*EXTRACTED MATERIAL*:
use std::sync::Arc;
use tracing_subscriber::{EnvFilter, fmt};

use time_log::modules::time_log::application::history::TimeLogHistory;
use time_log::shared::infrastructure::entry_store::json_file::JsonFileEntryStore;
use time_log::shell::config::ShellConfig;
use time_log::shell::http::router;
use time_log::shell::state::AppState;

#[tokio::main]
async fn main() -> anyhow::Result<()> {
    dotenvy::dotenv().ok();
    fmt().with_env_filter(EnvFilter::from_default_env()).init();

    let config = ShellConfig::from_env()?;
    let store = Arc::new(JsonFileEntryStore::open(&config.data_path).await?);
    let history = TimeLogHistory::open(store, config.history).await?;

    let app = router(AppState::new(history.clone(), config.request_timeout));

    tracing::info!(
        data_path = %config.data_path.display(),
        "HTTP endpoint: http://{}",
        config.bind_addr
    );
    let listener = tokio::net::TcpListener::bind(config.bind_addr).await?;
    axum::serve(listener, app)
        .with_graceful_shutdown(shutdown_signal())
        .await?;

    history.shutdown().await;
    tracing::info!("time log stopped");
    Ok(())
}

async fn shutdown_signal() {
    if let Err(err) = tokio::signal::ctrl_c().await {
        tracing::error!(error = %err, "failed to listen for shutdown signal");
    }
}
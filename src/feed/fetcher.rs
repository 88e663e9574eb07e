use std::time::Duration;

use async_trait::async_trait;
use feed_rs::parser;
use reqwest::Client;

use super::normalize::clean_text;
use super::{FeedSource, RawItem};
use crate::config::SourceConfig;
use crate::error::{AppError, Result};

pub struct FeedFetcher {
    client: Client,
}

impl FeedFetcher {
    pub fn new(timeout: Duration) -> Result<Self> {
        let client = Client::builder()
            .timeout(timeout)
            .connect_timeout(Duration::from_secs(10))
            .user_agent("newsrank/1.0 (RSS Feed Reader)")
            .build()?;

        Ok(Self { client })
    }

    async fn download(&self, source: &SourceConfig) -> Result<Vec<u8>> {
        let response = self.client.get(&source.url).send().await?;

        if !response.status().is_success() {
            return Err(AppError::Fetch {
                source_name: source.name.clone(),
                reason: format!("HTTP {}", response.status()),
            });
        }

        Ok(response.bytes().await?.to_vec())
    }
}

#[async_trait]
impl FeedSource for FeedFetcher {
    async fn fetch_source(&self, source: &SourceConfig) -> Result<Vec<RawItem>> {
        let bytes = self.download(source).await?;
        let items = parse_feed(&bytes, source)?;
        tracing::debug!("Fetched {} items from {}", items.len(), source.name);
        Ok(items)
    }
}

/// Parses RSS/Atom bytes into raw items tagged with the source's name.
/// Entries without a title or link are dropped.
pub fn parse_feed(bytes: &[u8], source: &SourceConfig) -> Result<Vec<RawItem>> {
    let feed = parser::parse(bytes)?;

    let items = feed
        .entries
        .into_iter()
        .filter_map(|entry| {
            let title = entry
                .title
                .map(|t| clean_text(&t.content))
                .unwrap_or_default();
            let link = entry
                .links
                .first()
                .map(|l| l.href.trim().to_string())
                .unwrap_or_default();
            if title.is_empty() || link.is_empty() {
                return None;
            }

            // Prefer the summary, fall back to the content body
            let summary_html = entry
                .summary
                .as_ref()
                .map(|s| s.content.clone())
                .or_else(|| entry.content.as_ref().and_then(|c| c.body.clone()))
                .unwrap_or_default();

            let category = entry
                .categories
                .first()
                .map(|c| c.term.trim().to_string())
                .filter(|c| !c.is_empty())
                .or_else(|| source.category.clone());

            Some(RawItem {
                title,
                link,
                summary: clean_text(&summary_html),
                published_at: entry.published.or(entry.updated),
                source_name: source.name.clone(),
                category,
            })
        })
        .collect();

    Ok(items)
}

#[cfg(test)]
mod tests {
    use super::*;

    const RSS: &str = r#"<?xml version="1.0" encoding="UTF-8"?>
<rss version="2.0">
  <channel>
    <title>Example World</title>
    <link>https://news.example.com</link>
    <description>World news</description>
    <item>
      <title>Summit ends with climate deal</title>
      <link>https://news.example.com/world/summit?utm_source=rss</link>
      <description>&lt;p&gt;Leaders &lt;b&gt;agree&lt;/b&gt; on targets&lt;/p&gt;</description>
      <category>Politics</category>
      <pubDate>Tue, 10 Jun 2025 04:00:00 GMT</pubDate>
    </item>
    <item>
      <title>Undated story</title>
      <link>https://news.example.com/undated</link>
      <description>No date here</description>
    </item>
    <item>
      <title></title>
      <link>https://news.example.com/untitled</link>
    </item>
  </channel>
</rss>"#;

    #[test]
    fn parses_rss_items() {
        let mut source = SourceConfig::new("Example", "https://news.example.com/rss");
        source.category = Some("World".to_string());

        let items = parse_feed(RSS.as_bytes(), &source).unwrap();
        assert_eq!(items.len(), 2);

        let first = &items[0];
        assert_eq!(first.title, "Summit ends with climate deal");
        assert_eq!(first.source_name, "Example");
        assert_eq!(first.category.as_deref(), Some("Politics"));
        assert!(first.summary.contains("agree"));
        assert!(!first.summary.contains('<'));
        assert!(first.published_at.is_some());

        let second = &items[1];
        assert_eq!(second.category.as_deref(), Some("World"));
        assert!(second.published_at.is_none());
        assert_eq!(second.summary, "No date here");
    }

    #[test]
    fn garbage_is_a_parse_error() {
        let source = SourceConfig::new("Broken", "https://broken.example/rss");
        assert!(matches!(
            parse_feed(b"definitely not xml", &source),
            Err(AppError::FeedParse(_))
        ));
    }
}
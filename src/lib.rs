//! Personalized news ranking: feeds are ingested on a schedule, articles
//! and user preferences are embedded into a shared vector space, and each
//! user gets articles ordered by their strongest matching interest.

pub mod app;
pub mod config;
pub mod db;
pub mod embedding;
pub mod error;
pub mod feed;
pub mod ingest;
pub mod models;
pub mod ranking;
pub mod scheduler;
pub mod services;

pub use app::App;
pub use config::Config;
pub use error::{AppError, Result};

*DESCRIPTION OF THE TASK*: The data must be transcribed in full. Every word stays the same.

*RESULT FOR THIS TASK*:
use std::sync::Arc;
use tracing_subscriber::{EnvFilter, fmt};

use time_log::modules::time_log::application::history::TimeLogHistory;
use time_log::shared::infrastructure::entry_store::json_file::JsonFileEntryStore;
use time_log::shell::config::ShellConfig;
use time_log::shell::http::router;
use time_log::shell::state::AppState;

#[tokio::main]
async fn main() -> anyhow::Result<()> {
    dotenvy::dotenv().ok();
    fmt().with_env_filter(EnvFilter::from_default_env()).init();

    let config = ShellConfig::from_env()?;
    let store = Arc::new(JsonFileEntryStore::open(&config.data_path).await?);
    let history = TimeLogHistory::open(store, config.history).await?;

    let app = router(AppState::new(history.clone(), config.request_timeout));

    tracing::info!(
        data_path = %config.data_path.display(),
        "HTTP endpoint: http://{}",
        config.bind_addr
    );
    let listener = tokio::net::TcpListener::bind(config.bind_addr).await?;
    axum::serve(listener, app)
        .with_graceful_shutdown(shutdown_signal())
        .await?;

    history.shutdown().await;
    tracing::info!("time log stopped");
    Ok(())
}

async fn shutdown_signal() {
    if let Err(err) = tokio::signal::ctrl_c().await {
        tracing::error!(error = %err, "failed to listen for shutdown signal");
    }
}
filename src/feed/fetcher.rs
repository 88e663e9574eb07e
use std::time::Duration;

use async_trait::async_trait;
use feed_rs::parser;
use reqwest::Client;

use super::normalize::clean_text;
use super::{FeedSource, RawItem};
use crate::config::SourceConfig;
use crate::error::{AppError, Result};

pub struct FeedFetcher {
    client: Client,
}

impl FeedFetcher {
    pub fn new(timeout: Duration) -> Result<Self> {
        let client = Client::builder()
            .timeout(timeout)
            .connect_timeout(Duration::from_secs(10))
            .user_agent("newsrank/1.0 (RSS Feed Reader)")
            .build()?;

        Ok(Self { client })
    }

    async fn download(&self, source: &SourceConfig) -> Result<Vec<u8>> {
        let response = self.client.get(&source.url).send().await?;

        if !response.status().is_success() {
            return Err(AppError::Fetch {
                source_name: source.name.clone(),
                reason: format!("HTTP {}", response.status()),
            });
        }

        Ok(response.bytes().await?.to_vec())
    }
}

#[async_trait]
impl FeedSource for FeedFetcher {
    async fn fetch_source(&self, source: &SourceConfig) -> Result<Vec<RawItem>> {
        let bytes = self.download(source).await?;
        let items = parse_feed(&bytes, source)?;
        tracing::debug!("Fetched {} items from {}", items.len(), source.name);
        Ok(items)
    }
}

/// Parses RSS/Atom bytes into raw items tagged with the source's name.
/// Entries without a title or link are dropped.
pub fn parse_feed(bytes: &[u8], source: &SourceConfig) -> Result<Vec<RawItem>> {
    let feed = parser::parse(bytes)?;

    let items = feed
        .entries
        .into_iter()
        .filter_map(|entry| {
            let title = entry
                .title
                .map(|t| clean_text(&t.content))
                .unwrap_or_default();
            let link = entry
                .links
                .first()
                .map(|l| l.href.trim().to_string())
                .unwrap_or_default();
            if title.is_empty() || link.is_empty() {
                return None;
            }

            // Prefer the summary, fall back to the content body
            let summary_html = entry
                .summary
                .as_ref()
                .map(|s| s.content.clone())
                .or_else(|| entry.content.as_ref().and_then(|c| c.body.clone()))
                .unwrap_or_default();

            let category = entry
                .categories
                .first()
                .map(|c| c.term.trim().to_string())
                .filter(|c| !c.is_empty())
                .or_else(|| source.category.clone());

            Some(RawItem {
                title,
                link,
                summary: clean_text(&summary_html),
                published_at: entry.published.or(entry.updated),
                source_name: source.name.clone(),
                category,
            })
        })
        .collect();

    Ok(items)
}

#[cfg(test)]
mod tests {
    use super::*;

    const RSS: &str = r#"<?xml version="1.0" encoding="UTF-8"?>
<rss version="2.0">
  <channel>
    <title>Example World</title>
    <link>https://news.example.com</link>
    <description>World news</description>
    <item>
      <title>Summit ends with climate deal</title>
      <link>https://news.example.com/world/summit?utm_source=rss</link>
      <description>&lt;p&gt;Leaders &lt;b&gt;agree&lt;/b&gt; on targets&lt;/p&gt;</description>
      <category>Politics</category>
      <pubDate>Tue, 10 Jun 2025 04:00:00 GMT</pubDate>
    </item>
    <item>
      <title>Undated story</title>
      <link>https://news.example.com/undated</link>
      <description>No date here</description>
    </item>
    <item>
      <title></title>
      <link>https://news.example.com/untitled</link>
    </item>
  </channel>
</rss>"#;

    #[test]
    fn parses_rss_items() {
        let mut source = SourceConfig::new("Example", "https://news.example.com/rss");
        source.category = Some("World".to_string());

        let items = parse_feed(RSS.as_bytes(), &source).unwrap();
        assert_eq!(items.len(), 2);

        let first = &items[0];
        assert_eq!(first.title, "Summit ends with climate deal");
        assert_eq!(first.source_name, "Example");
        assert_eq!(first.category.as_deref(), Some("Politics"));
        assert!(first.summary.contains("agree"));
        assert!(!first.summary.contains('<'));
        assert!(first.published_at.is_some());

        let second = &items[1];
        assert_eq!(second.category.as_deref(), Some("World"));
        assert!(second.published_at.is_none());
        assert_eq!(second.summary, "No date here");
    }

    #[test]
    fn garbage_is_a_parse_error() {
        let source = SourceConfig::new("Broken", "https://broken.example/rss");
        assert!(matches!(
            parse_feed(b"definitely not xml", &source),
            Err(AppError::FeedParse(_))
        ));
    }
}
filename src/lib.rs
//! Personalized news ranking: feeds are ingested on a schedule, articles
//! and user preferences are embedded into a shared vector space, and each
//! user gets articles ordered by their strongest matching interest.

pub mod app;
pub mod config;
pub mod db;
pub mod embedding;
pub mod error;
pub mod feed;
pub mod ingest;
pub mod models;
pub mod ranking;
pub mod scheduler;
pub mod services;

pub use app::App;
pub use config::Config;
pub use error::{AppError, Result};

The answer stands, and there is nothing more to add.